Items from a data source:
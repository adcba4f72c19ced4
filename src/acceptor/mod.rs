// src/acceptor/mod.rs

//! Acceptors: accept loops, per-connection runners and their shutdown.

pub(crate) mod lifecycle;
pub(crate) mod runner;

pub mod blocking;
#[cfg(feature = "multiplexed")]
pub mod multiplexed;

pub use blocking::ConnectionAcceptor;
#[cfg(feature = "multiplexed")]
pub use multiplexed::{MultiplexedAcceptor, MultiplexedListener};

use std::fmt;
use std::net::SocketAddr;
use std::sync::Arc;
use std::time::Duration;

use crate::error::ConnError;
use crate::handler::HandlerSource;
use crate::runtime::{AcceptorState, ThreadPool};
use crate::transport::ListenSocket;

/// Everything an acceptor needs: its name, its listen socket and its handler source.
pub struct AcceptorConfig {
  name: String,
  listen: Box<dyn ListenSocket>,
  source: Arc<dyn HandlerSource>,
}

impl AcceptorConfig {
  /// Validates the inputs. The name must be non-blank and the socket must still be open.
  pub fn new(
    name: impl Into<String>,
    listen: Box<dyn ListenSocket>,
    source: Arc<dyn HandlerSource>,
  ) -> Result<Self, ConnError> {
    let name = name.into();
    if name.trim().is_empty() {
      return Err(ConnError::InvalidArgument("connection name must not be empty".into()));
    }
    if let Err(e) = listen.local_addr() {
      return Err(ConnError::InvalidArgument(format!(
        "listen socket for '{}' is not usable: {}",
        name, e
      )));
    }
    Ok(Self { name, listen, source })
  }

  pub fn name(&self) -> &str {
    &self.name
  }

  pub fn listen_socket(&self) -> &dyn ListenSocket {
    self.listen.as_ref()
  }

  pub fn handler_source(&self) -> &Arc<dyn HandlerSource> {
    &self.source
  }

  pub(crate) fn into_parts(self) -> (String, Box<dyn ListenSocket>, Arc<dyn HandlerSource>) {
    (self.name, self.listen, self.source)
  }
}

impl fmt::Debug for AcceptorConfig {
  fn fmt(&self, f: &mut fmt::Formatter<'_>) -> fmt::Result {
    f.debug_struct("AcceptorConfig")
      .field("name", &self.name)
      .field("listen", &self.listen)
      .finish_non_exhaustive()
  }
}

/// The lifecycle contract shared by every acceptor realization.
pub trait Acceptor: Send + Sync + fmt::Debug {
  fn name(&self) -> &str;

  /// Launches accepting. Runners (and, for the blocking acceptor, the accept
  /// loop) execute on `pool`, or on dedicated threads when `None`.
  fn start(&self, pool: Option<Arc<dyn ThreadPool>>) -> Result<(), ConnError>;

  /// Stops accepting, then waits up to `wait_timeout` for live connections to
  /// finish. With `force_shutdown`, connections still live afterwards are
  /// closed under their handlers. Idempotent.
  fn close(&self, wait_timeout: Duration, force_shutdown: bool) -> Result<(), ConnError>;

  fn state(&self) -> AcceptorState;

  fn is_running(&self) -> bool {
    self.state().is_running()
  }

  /// Number of connections currently tracked as live.
  fn live_connections(&self) -> usize;

  /// Bound address of the listen socket while it is open.
  fn local_addr(&self) -> Option<SocketAddr>;
}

- Problem description -
The lines to copy run from the first line of the entries to the line containing "use std::fmt;"; copy them exactly and output nothing else.

- Reply -
repository adcba4f72c19ced4
filename src/acceptor/mod.rs
// src/acceptor/mod.rs

//! Acceptors: accept loops, per-connection runners and their shutdown.

pub(crate) mod lifecycle;
pub(crate) mod runner;

pub mod blocking;
#[cfg(feature = "multiplexed")]
pub mod multiplexed;

pub use blocking::ConnectionAcceptor;
#[cfg(feature = "multiplexed")]
pub use multiplexed::{MultiplexedAcceptor, MultiplexedListener};

use std::fmt;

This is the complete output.